Con il quarto motivo —ex art. 360, primo comma, n. 3, cod. proc. civ.- vi è doglianza di violazione/falsa applicazione degli artt. 38, d.P.R. 600/1973, 2697, cod. civ., poiché la CFR ha affermato l’adeguatezza delle allegazioni difensive e probatorie del contribuente, nell’ambito oggettuale definito dalla prima disposizione legislativa.
La censura è fondata.
Va infatti ribadito che «In tema di accertamento delle imposte sui redditi, qualora l’ufficio determini sinteticamente il reddito complessivo netto in relazione alla spesa per incrementi patrimoniali, la prova documentale contraria ammessa per il contribuente dall’art. 38, sesto comma, del d.P.R. 29 settembre 1973, n. 600, nella versione vigente “ratione temporis”, non riguarda la sola disponibilità di redditi esenti o di redditi soggetti a ritenuta alla fonte a titolo d’imposta, ma anche l’entità di tali redditi e la durata del loro possesso, che costituiscono circostanze sintomatiche del fatto che la spesa contestata sia stata sostenuta proprio con redditi esenti o soggetti a ritenuta alla fonte a titolo d’imposta» (Sez. 5, Sentenza n. 25104 del 26/11/2014, Rv. 633514 – 01)

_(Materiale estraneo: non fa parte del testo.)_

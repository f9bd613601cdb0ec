//! Pore and throat geometry

use super::data::PropertyData;
use super::store::PropertyStore;
use crate::error::{Result, TransportError};
use crate::network::Network;
use nalgebra::DVector;

/// Key of the pore diameter property
pub const PORE_DIAMETER: &str = "pore.diameter";

/// Key of the throat diameter property
pub const THROAT_DIAMETER: &str = "throat.diameter";

/// Key of the throat length property
pub const THROAT_LENGTH: &str = "throat.length";

/// Key of the throat cross-sectional area property
pub const THROAT_AREA: &str = "throat.area";

/// Geometric properties of pores and throats
///
/// # Example
///
/// ```rust
/// use pnm_rs::network::Cubic;
/// use pnm_rs::physics::Geometry;
///
/// let network = Cubic::new([3, 1, 1], 1.0).build().unwrap();
/// let mut geometry = Geometry::new("geo", &network);
/// geometry.set("throat.area", 0.25).unwrap();
/// geometry.set("throat.length", vec![0.5, 0.25]).unwrap();
///
/// let ratio = geometry.area_over_length().unwrap();
/// assert_eq!(ratio.as_slice(), &[0.5, 1.0]);
/// ```
#[derive(Debug, Clone)]
pub struct Geometry {
    name: String,
    properties: PropertyStore,
}

impl Geometry {
    /// Create an empty geometry sized for `network`
    pub fn new(name: impl Into<String>, network: &Network) -> Self {
        Self {
            name: name.into(),
            properties: PropertyStore::for_network(network),
        }
    }

    /// Geometry name
    pub fn name(&self) -> &str {
        &self.name
    }

    /// Set a property
    pub fn set(&mut self, key: &str, data: impl Into<PropertyData>) -> Result<()> {
        self.properties.set(key, data)
    }

    /// Property expanded to one value per element
    pub fn values(&self, key: &str) -> Result<DVector<f64>> {
        self.properties.values(key)
    }

    /// Underlying store
    pub fn properties(&self) -> &PropertyStore {
        &self.properties
    }

    /// Throat area divided by throat length, per throat
    ///
    /// # Errors
    ///
    /// `MissingProperty` when either property is absent, and
    /// `InvalidConfiguration` when a throat length is not strictly positive.
    pub fn area_over_length(&self) -> Result<DVector<f64>> {
        let area = self.values(THROAT_AREA)?;
        let length = self.values(THROAT_LENGTH)?;

        if let Some(throat) = length.iter().position(|l| !l.is_finite() || *l <= 0.0) {
            return Err(TransportError::InvalidConfiguration(format!(
                "throat {} of geometry '{}' has non-positive length {}",
                throat, self.name, length[throat]
            )));
        }

        Ok(area.component_div(&length))
    }
}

La sentenza impugnata si discosta palesemente da tale principio di diritto, limitandosi a considerazioni del rutto generiche e prive di alcuna considerazione eziologica circa la possidenza del S. e l’utilizzo di una delle auto considerate quale “indice redditometrico”.
La sentenza impugnata va dunque cassata in relazione al secondo, terzo e quarto motivo, assorbito il primo, con rinvio al giudice a quo per nuovo esame.
P.Q.M.
Accoglie il secondo, il terzo ed il quarto motivo di ricorso, dichiara assorbito il primo, cassa la sentenza impugnata e rinvia alla Commissione tributaria regionale del Lazio, in diversa composizione, anche per le spese del presente giudizio.